In June 2000 the EU Directive 1997/7/EC on the protection of consumers in respect of distance contracts, otherwise known as the Distance Selling Directive was given the force of law in Germany by the Distance Selling Act
Topic: Distance Selling
Who: German legislators
When: June 2000
In June 2000 the EU Directive 1997/7/EC on the protection of consumers in respect of distance contracts, otherwise known as the Distance Selling Directive ("DSD") was given the force of law in Germany by the Distance Selling Act ("DSA"). The DSD was intended to lay down across Europe statutory minimum levels of protection for consumers when buying on-line, by mail-order, by telephone or by any other means not involving face to face contact with the seller. So far so good for harmonised rules across Europe. By setting minimum protection levels, however, the DSD did allow for the possibility of some member states going for higher protection levels, and this is exactly what Germany has chosen to do, whilst other member states such as the UK have opted for the minimalist (but still quite prescriptive) approach.

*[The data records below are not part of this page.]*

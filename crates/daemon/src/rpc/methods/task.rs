// SPDX-License-Identifier: BUSL-1.1
// Copyright (c) 2026 Alfred Jean LLC

//! `task.*` methods.

use hq_core::{AgentRole, KanbanColumn, LaneId, TaskId, Toggles};
use serde::Deserialize;
use serde_json::{json, Value};
use std::sync::Arc;

use crate::kanban::NewTask;
use crate::rpc::{params, result, MethodTable, RpcContext, RpcError};

#[derive(Deserialize)]
#[serde(rename_all = "camelCase", deny_unknown_fields)]
struct ListParams {
    #[serde(default)]
    lane: Option<String>,
    #[serde(default)]
    status: Option<String>,
}

#[derive(Deserialize)]
#[serde(rename_all = "camelCase", deny_unknown_fields)]
struct IdParams {
    id: String,
}

#[derive(Deserialize)]
#[serde(rename_all = "camelCase", deny_unknown_fields)]
pub(super) struct SubmitParams {
    pub description: String,
    #[serde(default)]
    pub role: Option<String>,
    #[serde(default)]
    pub priority: i32,
    #[serde(default, alias = "swimLaneId")]
    pub lane: Option<String>,
    #[serde(default)]
    pub depends_on: Vec<String>,
    #[serde(default)]
    pub auto_start: Option<bool>,
    #[serde(default)]
    pub auto_pilot: Option<bool>,
    #[serde(default)]
    pub auto_close: Option<bool>,
    #[serde(default)]
    pub use_worktree: Option<bool>,
    #[serde(default)]
    pub use_memory: Option<bool>,
    #[serde(default)]
    pub input: Option<Value>,
    #[serde(default)]
    pub tags: Vec<String>,
}

#[derive(Deserialize)]
#[serde(rename_all = "camelCase", deny_unknown_fields)]
struct MoveParams {
    id: String,
    column: String,
}

#[derive(Deserialize)]
#[serde(rename_all = "camelCase", deny_unknown_fields)]
struct UpdateParams {
    id: String,
    #[serde(default)]
    description: Option<String>,
    #[serde(default)]
    priority: Option<i32>,
    #[serde(default)]
    tags: Option<Vec<String>>,
    #[serde(default)]
    output: Option<String>,
}

#[derive(Deserialize)]
#[serde(rename_all = "camelCase", deny_unknown_fields)]
struct CompleteParams {
    id: String,
    #[serde(default = "default_success")]
    success: bool,
    #[serde(default)]
    output: Option<String>,
}

fn default_success() -> bool {
    true
}

impl SubmitParams {
    pub(super) fn into_new_task(self) -> NewTask {
        NewTask {
            description: self.description,
            target_role: self.role.as_deref().map(AgentRole::parse),
            priority: self.priority,
            lane_id: self.lane.map(LaneId::from_string),
            depends_on: self.depends_on.into_iter().map(TaskId::from_string).collect(),
            toggles: Toggles {
                auto_start: self.auto_start,
                auto_pilot: self.auto_pilot,
                auto_close: self.auto_close,
                use_worktree: self.use_worktree,
                use_memory: self.use_memory,
            },
            input: self.input,
            tags: self.tags,
            column: None,
        }
    }
}

pub fn register(table: &mut MethodTable) {
    table.register("task.list", list);
    table.register("task.get", get);
    table.register("task.submit", submit);
    table.register("task.move", move_task);
    table.register("task.cancel", cancel);
    table.register("task.delete", delete);
    table.register("task.update", update);
    table.register("task.complete", complete);
}

async fn list(raw: Value, ctx: Arc<RpcContext>) -> Result<Value, RpcError> {
    let p: ListParams = params(raw)?;
    let mut tasks = ctx.kanban.list_tasks()?;
    if let Some(lane) = &p.lane {
        tasks.retain(|t| t.lane_id.as_ref().is_some_and(|l| l.as_str() == lane));
    }
    if let Some(status) = &p.status {
        tasks.retain(|t| t.status.to_string() == *status);
    }
    result(&tasks)
}

async fn get(raw: Value, ctx: Arc<RpcContext>) -> Result<Value, RpcError> {
    let p: IdParams = params(raw)?;
    result(&ctx.kanban.get_task(&p.id)?)
}

/// Create a task directly into the queue (`todo`) and hand it to the
/// orchestrator for assignment.
async fn submit(raw: Value, ctx: Arc<RpcContext>) -> Result<Value, RpcError> {
    let p: SubmitParams = params(raw)?;
    let mut new_task = p.into_new_task();
    new_task.column = Some(KanbanColumn::Todo);
    let task = ctx.kanban.create_task(new_task)?;
    ctx.orchestrator.enqueue_task(task.id.clone()).await?;
    result(&ctx.kanban.get_task(task.id.as_str())?)
}

async fn move_task(raw: Value, ctx: Arc<RpcContext>) -> Result<Value, RpcError> {
    let p: MoveParams = params(raw)?;
    let column = KanbanColumn::parse(&p.column)
        .ok_or_else(|| RpcError::invalid_params(format!("unknown column: {}", p.column)))?;
    let task = ctx.kanban.move_task(&TaskId::from_string(p.id), column)?;
    if column == KanbanColumn::InProgress && !task.status.is_terminal() {
        ctx.orchestrator.enqueue_task(task.id.clone()).await?;
    }
    result(&task)
}

async fn cancel(raw: Value, ctx: Arc<RpcContext>) -> Result<Value, RpcError> {
    let p: IdParams = params(raw)?;
    ctx.orchestrator.cancel_task(TaskId::from_string(p.id)).await?;
    Ok(json!({ "cancelled": true }))
}

async fn delete(raw: Value, ctx: Arc<RpcContext>) -> Result<Value, RpcError> {
    let p: IdParams = params(raw)?;
    let id = TaskId::from_string(p.id);
    ctx.orchestrator.dequeue_task(id.clone()).await?;
    ctx.kanban.delete_task(&id)?;
    Ok(json!({ "deleted": true }))
}

async fn update(raw: Value, ctx: Arc<RpcContext>) -> Result<Value, RpcError> {
    let p: UpdateParams = params(raw)?;
    let mut task = ctx.kanban.get_task(&p.id)?;
    if let Some(description) = p.description {
        task.description = description;
    }
    if let Some(priority) = p.priority {
        task.priority = priority;
    }
    if let Some(tags) = p.tags {
        task.tags = tags;
    }
    if let Some(output) = p.output {
        task.output = Some(output);
    }
    result(&ctx.kanban.update_task(task)?)
}

/// External completion signal (RPC side of the status-detector hook).
/// The pipeline engine reacts through the `task.completed` bus event, not
/// from here, so completions are counted exactly once.
async fn complete(raw: Value, ctx: Arc<RpcContext>) -> Result<Value, RpcError> {
    let p: CompleteParams = params(raw)?;
    let id = TaskId::from_string(p.id);
    ctx.orchestrator.complete_task(id.clone(), p.success, p.output).await?;
    result(&ctx.kanban.get_task(id.as_str())?)
}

The areas of divergence between the German DSA and the DSD are in some respects minor and in others far more significant. At the former end of the scale is the requirement that the "entire address" of the seller must be provided before the sale contract is concluded and it must also be stated clearly at what point the conclusion of that sale contract actually takes place. Separately, the disclosure that has to be made on or before the time of delivery must be clearly differentiated (for example by highlighting) from the pre-contract disclosure. As for the right to cancel which is at the heart of the DSD, this must not only be notified clearly to the consumer prior to the sale contract, the seller must also set out clearly the legal consequences of such withdrawal.

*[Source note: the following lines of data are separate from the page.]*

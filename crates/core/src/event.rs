// SPDX-License-Identifier: BUSL-1.1
// Copyright (c) 2026 Alfred Jean LLC

//! Events broadcast on the daemon's event bus.
//!
//! Internally events are a typed enum; externally (socket, WebSocket, SSE)
//! they travel as a `{name, payload, ts}` envelope where `name` is the
//! dotted topic string (`agent.spawned`, `task.moved`, …).

use chrono::{DateTime, Utc};
use serde::{Deserialize, Serialize};
use serde_json::{json, Value};

use crate::agent::AgentState;
use crate::id::{AgentId, LaneId, RunId, TaskId};
use crate::pipeline::{RunStatus, StageStatus};
use crate::task::{KanbanColumn, TaskStatus};

/// Events that announce state changes to subscribers.
#[derive(Debug, Clone, PartialEq, Serialize, Deserialize)]
#[serde(tag = "type")]
pub enum Event {
    // -- agent --
    #[serde(rename = "agent:spawned")]
    AgentSpawned { id: AgentId, role: String, runtime_id: String },

    #[serde(rename = "agent:state-changed")]
    AgentStateChanged { id: AgentId, from: AgentState, to: AgentState },

    #[serde(rename = "agent:terminated")]
    AgentTerminated { id: AgentId },

    #[serde(rename = "agent:reconnected")]
    AgentReconnected { id: AgentId },

    #[serde(rename = "agent:output")]
    AgentOutput { id: AgentId, output: String },

    // -- task --
    #[serde(rename = "task:submitted")]
    TaskSubmitted { id: TaskId },

    #[serde(rename = "task:assigned")]
    TaskAssigned { id: TaskId, agent_id: AgentId },

    #[serde(rename = "task:moved")]
    TaskMoved { id: TaskId, column: KanbanColumn },

    #[serde(rename = "task:completed")]
    TaskCompleted { id: TaskId, status: TaskStatus },

    #[serde(rename = "task:cancelled")]
    TaskCancelled { id: TaskId },

    // -- kanban lanes --
    #[serde(rename = "lane:created")]
    LaneCreated { id: LaneId },

    #[serde(rename = "lane:updated")]
    LaneUpdated { id: LaneId },

    #[serde(rename = "lane:deleted")]
    LaneDeleted { id: LaneId },

    // -- pipeline --
    #[serde(rename = "pipeline:run-started")]
    PipelineRunStarted { run_id: RunId },

    #[serde(rename = "pipeline:stage-started")]
    PipelineStageStarted { run_id: RunId, stage_id: String },

    #[serde(rename = "pipeline:stage-completed")]
    PipelineStageCompleted { run_id: RunId, stage_id: String, status: StageStatus },

    #[serde(rename = "pipeline:run-finished")]
    PipelineRunFinished { run_id: RunId, status: RunStatus },

    // -- runtime --
    #[serde(rename = "runtime:health-changed")]
    RuntimeHealthChanged { runtime_id: String, healthy: bool },

    // -- daemon --
    #[serde(rename = "daemon:reloaded")]
    DaemonReloaded,

    #[serde(rename = "daemon:shutdown")]
    DaemonShutdown,
}

impl Event {
    /// Dotted topic name used for subscription matching and the wire envelope.
    pub fn name(&self) -> &'static str {
        match self {
            Event::AgentSpawned { .. } => "agent.spawned",
            Event::AgentStateChanged { .. } => "agent.state-changed",
            Event::AgentTerminated { .. } => "agent.terminated",
            Event::AgentReconnected { .. } => "agent.reconnected",
            Event::AgentOutput { .. } => "agent.output",
            Event::TaskSubmitted { .. } => "task.submitted",
            Event::TaskAssigned { .. } => "task.assigned",
            Event::TaskMoved { .. } => "task.moved",
            Event::TaskCompleted { .. } => "task.completed",
            Event::TaskCancelled { .. } => "task.cancelled",
            Event::LaneCreated { .. } => "lane.created",
            Event::LaneUpdated { .. } => "lane.updated",
            Event::LaneDeleted { .. } => "lane.deleted",
            Event::PipelineRunStarted { .. } => "pipeline.run.started",
            Event::PipelineStageStarted { .. } => "pipeline.stage.started",
            Event::PipelineStageCompleted { .. } => "pipeline.stage.completed",
            Event::PipelineRunFinished { .. } => "pipeline.run.finished",
            Event::RuntimeHealthChanged { .. } => "runtime.health-changed",
            Event::DaemonReloaded => "daemon.reloaded",
            Event::DaemonShutdown => "daemon.shutdown",
        }
    }

    /// The entity this event concerns, when there is exactly one.
    pub fn entity_id(&self) -> Option<&str> {
        match self {
            Event::AgentSpawned { id, .. }
            | Event::AgentStateChanged { id, .. }
            | Event::AgentTerminated { id }
            | Event::AgentReconnected { id }
            | Event::AgentOutput { id, .. } => Some(id.as_str()),
            Event::TaskSubmitted { id }
            | Event::TaskAssigned { id, .. }
            | Event::TaskMoved { id, .. }
            | Event::TaskCompleted { id, .. }
            | Event::TaskCancelled { id } => Some(id.as_str()),
            Event::LaneCreated { id } | Event::LaneUpdated { id } | Event::LaneDeleted { id } => {
                Some(id.as_str())
            }
            Event::PipelineRunStarted { run_id }
            | Event::PipelineStageStarted { run_id, .. }
            | Event::PipelineStageCompleted { run_id, .. }
            | Event::PipelineRunFinished { run_id, .. } => Some(run_id.as_str()),
            Event::RuntimeHealthChanged { runtime_id, .. } => Some(runtime_id),
            Event::DaemonReloaded | Event::DaemonShutdown => None,
        }
    }

    /// Event payload as a JSON object (the envelope's `payload` field).
    pub fn payload(&self) -> Value {
        match serde_json::to_value(self) {
            Ok(Value::Object(mut map)) => {
                map.remove("type");
                Value::Object(map)
            }
            _ => json!({}),
        }
    }
}

/// Envelope delivered to external subscribers.
#[derive(Debug, Clone, PartialEq, Serialize, Deserialize)]
pub struct WireEvent {
    pub name: String,
    pub payload: Value,
    pub ts: DateTime<Utc>,
}

impl WireEvent {
    pub fn from_event(event: &Event, ts: DateTime<Utc>) -> Self {
        Self { name: event.name().to_string(), payload: event.payload(), ts }
    }
}

#[cfg(test)]
#[path = "event_tests.rs"]
mod tests;
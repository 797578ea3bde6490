// SPDX-License-Identifier: BUSL-1.1
// Copyright (c) 2026 Alfred Jean LLC

use super::*;

fn section(max_restarts: u32, window: u64, backoff: u64) -> SupervisorSection {
    SupervisorSection { max_restarts, restart_window: window, restart_backoff: backoff }
}

#[test]
fn max_restarts_within_window_do_not_trip() {
    let mut policy = RestartPolicy::new(&section(5, 30, 60));
    let start = Instant::now();

    for n in 0..5 {
        let decision = policy.record_exit(start + Duration::from_secs(n));
        assert_eq!(decision, RestartDecision::Restart, "exit {n} should restart");
    }
    assert_eq!(policy.state(start + Duration::from_secs(5)), BreakerState::Closed);
}

#[test]
fn one_more_exit_trips_the_breaker() {
    let mut policy = RestartPolicy::new(&section(5, 30, 60));
    let start = Instant::now();

    for n in 0..5 {
        policy.record_exit(start + Duration::from_secs(n));
    }
    let decision = policy.record_exit(start + Duration::from_secs(5));
    assert_eq!(decision, RestartDecision::Open(Duration::from_secs(60)));
    assert!(matches!(
        policy.state(start + Duration::from_secs(6)),
        BreakerState::Open { .. }
    ));
}

#[test]
fn exits_outside_window_age_out() {
    let mut policy = RestartPolicy::new(&section(2, 30, 60));
    let start = Instant::now();

    policy.record_exit(start);
    policy.record_exit(start + Duration::from_secs(1));
    // 40s later the first two are out of the window: still restarting
    let decision = policy.record_exit(start + Duration::from_secs(41));
    assert_eq!(decision, RestartDecision::Restart);
    let decision = policy.record_exit(start + Duration::from_secs(42));
    assert_eq!(decision, RestartDecision::Restart);
    // Third within the window trips
    let decision = policy.record_exit(start + Duration::from_secs(43));
    assert_eq!(decision, RestartDecision::Open(Duration::from_secs(60)));
}

#[test]
fn breaker_resets_after_backoff() {
    let mut policy = RestartPolicy::new(&section(1, 30, 60));
    let start = Instant::now();

    policy.record_exit(start);
    let decision = policy.record_exit(start + Duration::from_secs(1));
    assert_eq!(decision, RestartDecision::Open(Duration::from_secs(60)));

    // After the backoff the counter starts fresh
    let later = start + Duration::from_secs(62);
    assert_eq!(policy.state(later), BreakerState::Closed);
    assert_eq!(policy.record_exit(later), RestartDecision::Restart);
    assert_eq!(
        policy.record_exit(later + Duration::from_secs(1)),
        RestartDecision::Open(Duration::from_secs(60))
    );
}

#[test]
fn rapid_crash_burst_matches_spec_scenario() {
    // 10 crashes in 10s with maxRestarts=5: 5 restarts, then the breaker
    // opens; every further exit inside the backoff keeps it open
    let mut policy = RestartPolicy::new(&section(5, 30, 60));
    let start = Instant::now();

    let mut restarts = 0;
    let mut opened = false;
    for n in 0..10u64 {
        match policy.record_exit(start + Duration::from_secs(n)) {
            RestartDecision::Restart if !opened => restarts += 1,
            RestartDecision::Restart => {}
            RestartDecision::Open(_) => opened = true,
        }
    }
    assert_eq!(restarts, 5);
    assert!(opened);
}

Still in relation to the withdrawal right, and perhaps most significantly of all, Germany has chosen to give consumers a longer period after delivery in which to decide whether to withdraw from the contract and seek a refund. The DSD specifies 7 working days after the day of delivery (as does the UK for instance) whilst the DSA goes for 14 days including weekends. In addition, whilst the DSD (and the equivalent UK rules) stipulate that failure to give information about the cancellation rights can lead to an extension of the period during which the consumer can withdraw from the minimum 7 days to up to 3 months, Germany goes for up to 4 months.

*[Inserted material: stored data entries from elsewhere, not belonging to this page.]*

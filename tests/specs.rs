// SPDX-License-Identifier: BUSL-1.1
// Copyright (c) 2026 Alfred Jean LLC

//! Workspace-level scenario tests, wiring real components with the fake
//! runtime (no tmux/docker/k8s needed).

use std::sync::Arc;
use std::time::{Duration, Instant};

use hq_adapters::{FakeRuntime, RuntimeManager};
use hq_core::{Config, SupervisorSection, SystemClock};
use hq_daemon::event_bus::EventBus;
use hq_daemon::kanban::Kanban;
use hq_daemon::orchestrator::{self, OrchestratorHandle, SpawnRequest};
use hq_daemon::pipeline::PipelineEngine;
use hq_daemon::rpc::{Router, RpcContext, RpcRequest};
use hq_daemon::supervisor::{RestartDecision, RestartPolicy};
use hq_storage::{FileStore, Store};
use serde_json::{json, Value};
use tokio::sync::Notify;

struct World {
    router: Router,
    orchestrator: OrchestratorHandle,
    store: Arc<dyn Store>,
    bus: EventBus,
    fake: FakeRuntime,
}

fn world() -> World {
    let fake = FakeRuntime::new("local");
    let runtimes = Arc::new(RuntimeManager::with_adapters(
        vec![Arc::new(fake.clone())],
        Some("local".to_string()),
    ));
    let store: Arc<dyn Store> = Arc::new(FileStore::in_memory());
    let bus = EventBus::new();
    let orchestrator = orchestrator::spawn(
        Arc::clone(&store),
        Arc::clone(&runtimes),
        bus.clone(),
        SystemClock,
    );
    let kanban = Arc::new(Kanban::new(Arc::clone(&store), bus.clone(), SystemClock));
    let engine = Arc::new(PipelineEngine::new(
        Arc::clone(&store),
        bus.clone(),
        orchestrator.clone(),
        SystemClock,
    ));
    let ctx = Arc::new(RpcContext {
        config: Config::parse("").unwrap(),
        store: Arc::clone(&store),
        bus: bus.clone(),
        runtimes,
        orchestrator: orchestrator.clone(),
        kanban,
        engine: Arc::clone(&engine),
        started_at: Instant::now(),
        shutdown: Arc::new(Notify::new()),
    });

    // Same wiring as the worker: finished tasks wake the engine via the bus
    let (engine_tx, engine_rx) = tokio::sync::mpsc::channel(256);
    bus.subscribe(None, move |event| {
        let id = match event {
            hq_core::Event::TaskCompleted { id, .. }
            | hq_core::Event::TaskCancelled { id } => id.clone(),
            _ => return Ok(()),
        };
        engine_tx.try_send(id).map_err(|e| e.to_string())
    });
    tokio::spawn(engine.run_loop(engine_rx));

    World { router: Router::new(ctx), orchestrator, store, bus, fake }
}

fn rpc(method: &str, params: Value) -> RpcRequest {
    RpcRequest {
        jsonrpc: Some("2.0".to_string()),
        id: Some(json!(1)),
        method: Some(method.to_string()),
        params: Some(params),
    }
}

// S1: spawn over RPC, agent settles and the spawn event fires.
#[tokio::test]
async fn s1_spawn_returns_spawning_then_settles() {
    let w = world();
    let mut events = w.bus.watch();

    let response = w
        .router
        .dispatch(rpc("agent.spawn", json!({"role": "coder", "task": "write hello"})))
        .await;
    let spawned = response.result.unwrap();
    assert_eq!(spawned["state"], "spawning");
    let id = spawned["id"].as_str().unwrap().to_string();
    assert!(id.starts_with("agt-"));

    let response = w.router.dispatch(rpc("agent.get", json!({"id": id}))).await;
    let state = response.result.unwrap()["state"].as_str().unwrap().to_string();
    assert!(state == "idle" || state == "working", "unexpected state {state}");

    let wire = events.recv().await.unwrap();
    assert_eq!(wire.name, "agent.spawned");
    assert_eq!(wire.payload["id"], id.as_str());
}

// S2: lane default toggles stamp unset values; explicit false survives.
#[tokio::test]
async fn s2_toggle_inheritance_preserves_explicit_false() {
    let w = world();
    let response = w
        .router
        .dispatch(rpc(
            "kanban.createLane",
            json!({"name": "L", "defaultToggles": {"autoStart": true, "autoClose": true}}),
        ))
        .await;
    let lane = response.result.unwrap()["id"].as_str().unwrap().to_string();

    let response = w
        .router
        .dispatch(rpc(
            "kanban.createTask",
            json!({"description": "x", "swimLaneId": lane, "autoClose": false}),
        ))
        .await;
    let task = response.result.unwrap();
    assert_eq!(task["toggles"]["autoStart"], true);
    assert_eq!(task["toggles"]["autoClose"], false);
}

// S3: diamond pipeline with fan-out; D waits for B and all of C's children.
#[tokio::test]
async fn s3_pipeline_diamond_with_fan_out() {
    let w = world();
    let response = w
        .router
        .dispatch(rpc(
            "pipeline.create",
            json!({
                "name": "diamond",
                "stages": [
                    {"id": "a", "type": "sequential", "agentRole": "coder",
                     "taskDescription": "stage a"},
                    {"id": "b", "type": "parallel", "agentRole": "coder",
                     "taskDescription": "stage b", "dependsOn": ["a"]},
                    {"id": "c", "type": "fan_out", "agentRole": "researcher",
                     "taskDescription": "stage c", "dependsOn": ["a"], "fanOutCount": 3},
                    {"id": "d", "type": "sequential", "agentRole": "reviewer",
                     "taskDescription": "stage d", "dependsOn": ["b", "c"]},
                ],
            }),
        ))
        .await;
    let pipeline = response.result.unwrap()["id"].as_str().unwrap().to_string();

    let response = w.router.dispatch(rpc("pipeline.run", json!({"id": pipeline}))).await;
    let run = response.result.unwrap()["id"].as_str().unwrap().to_string();

    // Drive every live stage task to completion until the run finishes.
    // The engine reacts asynchronously through the bus, so poll between
    // rounds.
    for _ in 0..50 {
        let live: Vec<String> = w
            .store
            .tasks_for_run(&run)
            .unwrap()
            .into_iter()
            .filter(|t| !t.status.is_terminal())
            .map(|t| t.id.as_str().to_string())
            .collect();
        for id in live {
            let response =
                w.router.dispatch(rpc("task.complete", json!({"id": id}))).await;
            assert!(response.error.is_none());
        }
        tokio::time::sleep(Duration::from_millis(20)).await;
        let run_state = w.store.get_run(&run).unwrap().unwrap();
        if run_state.status.is_terminal() {
            break;
        }
    }

    let response = w.router.dispatch(rpc("pipeline.getStatus", json!({"run": run}))).await;
    let status: hq_core::PipelineRun =
        serde_json::from_value(response.result.unwrap()).unwrap();
    assert_eq!(status.status, hq_core::RunStatus::Completed);
    for stage in ["a", "b", "c", "d"] {
        assert_eq!(
            status.stage_results[stage].status,
            hq_core::StageStatus::Completed,
            "stage {stage}"
        );
    }
    assert_eq!(status.stage_results["c"].branches_done, 3);

    // A completed before B/C started; D only after B and C completed
    let a_done = status.stage_results["a"].completed_at.unwrap();
    let b_start = status.stage_results["b"].started_at.unwrap();
    let d_start = status.stage_results["d"].started_at.unwrap();
    let b_done = status.stage_results["b"].completed_at.unwrap();
    let c_done = status.stage_results["c"].completed_at.unwrap();
    assert!(a_done <= b_start);
    assert!(b_done <= d_start);
    assert!(c_done <= d_start);
}

// S4: persisted agents are reconciled after a restart, no duplicates.
#[tokio::test]
async fn s4_reconcile_after_worker_restart() {
    let dir = tempfile::tempdir().unwrap();
    let db = dir.path().join("state.snapshot");

    let fake = FakeRuntime::new("local");
    let runtimes = Arc::new(RuntimeManager::with_adapters(
        vec![Arc::new(fake.clone())],
        Some("local".to_string()),
    ));

    // First worker lifetime: two working agents
    let (first_a, first_b) = {
        let store: Arc<dyn Store> = Arc::new(FileStore::open(db.clone()).unwrap());
        let bus = EventBus::new();
        let orchestrator =
            orchestrator::spawn(Arc::clone(&store), Arc::clone(&runtimes), bus, SystemClock);
        let a = orchestrator
            .spawn_agent(SpawnRequest {
                role: Some(hq_core::AgentRole::Coder),
                task: Some("job a".to_string()),
                ..Default::default()
            })
            .await
            .unwrap();
        let b = orchestrator
            .spawn_agent(SpawnRequest {
                role: Some(hq_core::AgentRole::Coder),
                task: Some("job b".to_string()),
                ..Default::default()
            })
            .await
            .unwrap();
        (a.id, b.id)
    };

    // One backend session died while "the daemon was down"
    fake.kill_session(&format!("fake-{}", first_b.as_str()));

    // Second worker lifetime over the same snapshot
    let store: Arc<dyn Store> = Arc::new(FileStore::open(db).unwrap());
    let bus = EventBus::new();
    let orchestrator =
        orchestrator::spawn(Arc::clone(&store), Arc::clone(&runtimes), bus, SystemClock);
    let summary =
        hq_daemon::reconciler::reconcile(&store, &runtimes, &orchestrator).await.unwrap();

    assert_eq!(summary.total, 2);
    assert_eq!(summary.reconnected, 1);
    assert_eq!(summary.lost, 1);

    // No duplicate instances in the store
    assert_eq!(store.list_agents().unwrap().len(), 2);
    let alive = store.get_agent(first_a.as_str()).unwrap().unwrap();
    assert_eq!(alive.state, hq_core::AgentState::Idle);
    let lost = store.get_agent(first_b.as_str()).unwrap().unwrap();
    assert_eq!(lost.state, hq_core::AgentState::Error);
}

// S5: the circuit breaker allows maxRestarts, opens, then resumes.
#[test]
fn s5_circuit_breaker_burst() {
    let section = SupervisorSection { max_restarts: 5, restart_window: 30, restart_backoff: 60 };
    let mut policy = RestartPolicy::new(&section);
    let start = Instant::now();

    let mut restarts = 0;
    let mut open_at = None;
    for n in 0..10u64 {
        match policy.record_exit(start + Duration::from_secs(n)) {
            RestartDecision::Restart if open_at.is_none() => restarts += 1,
            RestartDecision::Restart => {}
            RestartDecision::Open(backoff) => {
                assert_eq!(backoff, Duration::from_secs(60));
                open_at.get_or_insert(n);
            }
        }
    }
    assert_eq!(restarts, 5);
    assert_eq!(open_at, Some(5));

    // After the backoff, restarts resume
    let resumed = policy.record_exit(start + Duration::from_secs(5 + 61));
    assert_eq!(resumed, RestartDecision::Restart);
}

// S6: two subscribers see 100 events in publish order, no duplicates.
#[tokio::test]
async fn s6_event_ordering_across_subscribers() {
    let w = world();
    let mut rx_a = w.bus.watch();
    let mut rx_b = w.bus.watch();

    for n in 0..100u32 {
        w.bus.publish(hq_core::Event::TaskMoved {
            id: hq_core::TaskId::from_string(format!("tsk-{n}")),
            column: hq_core::KanbanColumn::Done,
        });
    }

    for rx in [&mut rx_a, &mut rx_b] {
        let mut seen = Vec::new();
        for _ in 0..100 {
            let wire = rx.recv().await.unwrap();
            assert_eq!(wire.name, "task.moved");
            seen.push(wire.payload["id"].as_str().unwrap().to_string());
        }
        let expected: Vec<String> = (0..100).map(|n| format!("tsk-{n}")).collect();
        assert_eq!(seen, expected);
    }
}

// Config round-trip over RPC mirrors the file round-trip property.
#[tokio::test]
async fn daemon_config_round_trips() {
    let w = world();
    let response = w.router.dispatch(rpc("daemon.config", Value::Null)).await;
    let exposed = response.result.unwrap();
    let reparsed: Config = serde_json::from_value(exposed).unwrap();
    assert_eq!(reparsed, Config::parse("").unwrap());
}

// Kill twice lands in the same terminal state (idempotence).
#[tokio::test]
async fn agent_kill_is_idempotent_end_to_end() {
    let w = world();
    let reply = w
        .orchestrator
        .spawn_agent(SpawnRequest {
            role: Some(hq_core::AgentRole::Coder),
            ..Default::default()
        })
        .await
        .unwrap();

    for _ in 0..2 {
        let response =
            w.router.dispatch(rpc("agent.kill", json!({"id": reply.id.as_str()}))).await;
        assert!(response.error.is_none());
        let agent = w.orchestrator.get_agent(reply.id.as_str()).unwrap();
        assert_eq!(agent.state, hq_core::AgentState::Terminated);
    }
    // Exactly one kill reached the backend; the second was a no-op
    let kills = w
        .fake
        .calls()
        .iter()
        .filter(|c| matches!(c, hq_adapters::FakeCall::Kill { .. }))
        .count();
    assert_eq!(kills, 1);
}

// Moving a task to the same column twice is the same as moving once.
#[tokio::test]
async fn task_move_is_idempotent() {
    let w = world();
    let response =
        w.router.dispatch(rpc("task.submit", json!({"description": "x"}))).await;
    let task = response.result.unwrap();
    let id = task["id"].as_str().unwrap().to_string();

    let first = w
        .router
        .dispatch(rpc("task.move", json!({"id": id, "column": "in_review"})))
        .await
        .result
        .unwrap();
    let second = w
        .router
        .dispatch(rpc("task.move", json!({"id": id, "column": "in_review"})))
        .await
        .result
        .unwrap();
    assert_eq!(first, second);
}

// Done column forces a terminal status (invariant 1).
#[tokio::test]
async fn done_column_forces_terminal_status() {
    let w = world();
    let response =
        w.router.dispatch(rpc("task.submit", json!({"description": "x"}))).await;
    let id = response.result.unwrap()["id"].as_str().unwrap().to_string();

    let moved = w
        .router
        .dispatch(rpc("task.move", json!({"id": id, "column": "done"})))
        .await
        .result
        .unwrap();
    assert!(moved["status"] == "completed" || moved["status"] == "failed");
}

// Working agents always point at their task and vice versa (invariant 2).
#[tokio::test]
async fn working_agent_and_task_point_at_each_other() {
    let w = world();
    let reply = w
        .orchestrator
        .spawn_agent(SpawnRequest {
            role: Some(hq_core::AgentRole::Coder),
            task: Some("mutual".to_string()),
            ..Default::default()
        })
        .await
        .unwrap();

    let agent = w.orchestrator.get_agent(reply.id.as_str()).unwrap();
    assert_eq!(agent.state, hq_core::AgentState::Working);
    let task_id = agent.current_task_id.clone().unwrap();
    let task = w.store.get_task(task_id.as_str()).unwrap().unwrap();
    assert_eq!(task.assigned_agent_id, Some(agent.id));
}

On the vexed (and in the UK by no means straightforward) question of who pays the cost of sending back products if the withdrawal right has been exercised, under the German DSA the customer bears the cost of items whose sale price is up to EU40 whilst the supplier pays in respect of more expensive products. Of the other differences, perhaps the most likely generator of litigation and dispute is the introduction of a requirement that if the consumer cancels the contract and the product is returned, the seller is entitled to deduct from the returned purchased monies a quasi-rental in respect of the use that the consumer has had of the products prior to their return. How the level of this rental is to be computed is unclear, and in the absence of further regulations stipulating perhaps a percentage of the total purchase price per day, appears to be a recipe for ongoing disputes well after cancellation.
Why this matters:
Clearly any offer to sell goods and services on an English e-tailer's website is going to be accessible in Germany. It was hoped that the DSD would set English and all other EU e-tailers free from the need to check for compliance with the local rules of all 15 EU member states before selling on-line in Europe. Now, unless the site clearly states that German residents may not order products from the site, the e-tailer faces a risk of German regulatory action unless it harmonises up the disclosure and the deal it provides to its consumers to the level now set by Germany.
Does any other EU legislation in the pipeline offer a solution to this? Unfortunately not. It might have been thought that the E-Commerce Directive, due to have the force of law across Europe by February 2002, would be coming to the rescue with its "country of origin" principle, dictating on the face of it that European marketers and sellers can rest easy so long as they comply with their local laws and regulations. Unfortunately however, this is not the case here. Why? Because sellers will still have to comply with the laws of the country of destination (or "access" in web terms) if those laws relate to "consumer contracts." This is exactly what the DSD does relate to.
This is not the first time in marketinglaw.co.uk that we have sardonically cried "Three cheers for the single market".